Member of the Parliament of Iran
- In office 28 May 2016 – 26 May 2020
- Constituency: Tehran, Rey, Shemiranat and Eslamshahr
- Majority: 1,260,174 (38.81%)
- In office 28 May 2008 – 27 May 2012
- Preceded by: Hadi Doust-Mohammadi
- Succeeded by: Alireza Khosravi
- Constituency: Semnan and Mehdishahr
- Majority: 20,789 (32.99%)

Personal details
- Born: 18 March 1963 (age 63) Semnan, Iran
- Party: Democracy Party
- Other political affiliations: Reformists Front (2000–2014); Solidarity Party (1998–2000); Islamic Republican Party (1980–1987);
- Alma mater: Imam Sadegh University
- Website: kavakebian.com

= Mostafa Kavakebian =

Iranian politician

Mostafa Kavakebian (مصطفی کواکبیان; born 18 March 1963) is an Iranian reformist politician who was the representative of Tehran in the Parliament of Iran, from 2016 to 2020. He has formerly represented Semnan and Mehdishahr in the parliament from 2008 until 2012. He registered for president of Iran in the 2024 presidential election but was rejected by the Guardian Council.

==Early life==
Kavakebian was born in Semnan on 18 March 1963.

==Career==
Kavakebian is a leader of the Democracy Party, a reformist party that he founded in 2000. He was the leader of the Popular Reformist Coalition that ran in 2004 and 2008 legislative election. He was a member of the reformist faction in the Parliament. He founded Popular Coalition of Supporters of Mir-Hossein Mousavi in the 2009 Iranian presidential election. Before he founded his party, he was the deputy leader of the Unity Party. He is also the editor-in-chief of the Mardomsalari newspaper. He was seeking to keep his seat in the 2012 election as leader of the Democratic Coalition of Reformists, but was not elected.

On 25 January 2013, Kavakebian's party nominated him as a candidate for the presidential elections, which took place in June 2013.

On 25 April 2013, he held a press conference in Qom, and expressed his comments about the coming presidential election. He was registered for the election, but his bid was rejected by the Guardian Council. He later supported Mohammad-Reza Aref in the election.

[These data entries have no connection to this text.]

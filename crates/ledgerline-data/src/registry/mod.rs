//! Companies House registry access.
//!
//! This module provides:
//! - An authenticated, rate limited registry client with bounded retries
//! - Filing history types and accounts filing selection
//! - Document metadata resolution to a downloadable XHTML rendering
//!
//! # Example
//!
//! ```no_run
//! use ledgerline_data::RegistryConfig;
//! use ledgerline_data::registry::{DocumentResolver, RegistryClient, RegistrySource};
//!
//! #[tokio::main]
//! async fn main() -> Result<(), Box<dyn std::error::Error>> {
//!     let client = RegistryClient::new(RegistryConfig::new("my-api-key"))?;
//!     let company_id = client.search_company("Acme Ltd").await?;
//!     let history = client.filing_history(&company_id).await?;
//!     let filing = history.latest_accounts()?;
//!     let document = DocumentResolver::new(&client).resolve(filing).await?;
//!     println!("XHTML accounts at {}", document.url);
//!     Ok(())
//! }
//! ```

pub mod client;
pub mod documents;
pub mod filings;

pub use client::RegistryClient;
pub use documents::{
    DocumentLinks, DocumentMetadata, DocumentResolver, ResolvedDocument, XHTML_CONTENT_TYPE,
};
pub use filings::{ACCOUNTS_CATEGORY, FilingHistory, FilingRecord, select_accounts_filing};

use crate::error::Result;
use async_trait::async_trait;
use serde_json::Value;
use tokio::io::AsyncWrite;

/// Read access to the company registry.
///
/// [`RegistryClient`] is the production implementation. Every method is one
/// stateless read and is safe to retry.
#[async_trait]
pub trait RegistrySource: Send + Sync {
    /// Registry id of the best match for `name`.
    ///
    /// Fails with `DataError::RegistryNotFound` when the search has no results.
    async fn search_company(&self, name: &str) -> Result<String>;

    /// Company profile.
    async fn company_profile(&self, company_id: &str) -> Result<Value>;

    /// Filing history, most recent first.
    async fn filing_history(&self, company_id: &str) -> Result<FilingHistory>;

    /// Officer list.
    async fn officers(&self, company_id: &str) -> Result<Value>;

    /// Persons with significant control.
    async fn persons_with_significant_control(&self, company_id: &str) -> Result<Value>;

    /// Metadata for the document at `url`.
    async fn document_metadata(&self, url: &str) -> Result<DocumentMetadata>;

    /// Stream the document at `url` into `destination`, returning bytes written.
    async fn download_document(
        &self,
        url: &str,
        accept: &str,
        destination: &mut (dyn AsyncWrite + Send + Unpin),
    ) -> Result<u64>;
}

Following a successful campaign for parliament to represent a district in Tehran, he took office on 28 May 2016.

In May 2024, Kavakebian submitted his application for his presidential candidacy in the 2024 presidential election.

In early July 2025, Kavakebian gave a television interview, where he criticized the 2025 Afghan deportation from Iran under the pretext of security reasons, stating that people who were downplaying the threat of espionage were distracting the public by shifting the focus to Afghan migrants: "Talking only about Afghan migrants takes attention away from the real security breaches". According to him, the real threat was the alleged espionage activities of French journalist Catherine Perez-Shakdam. On July 20, it was reported that legal proceedings were initiated against him for his claims.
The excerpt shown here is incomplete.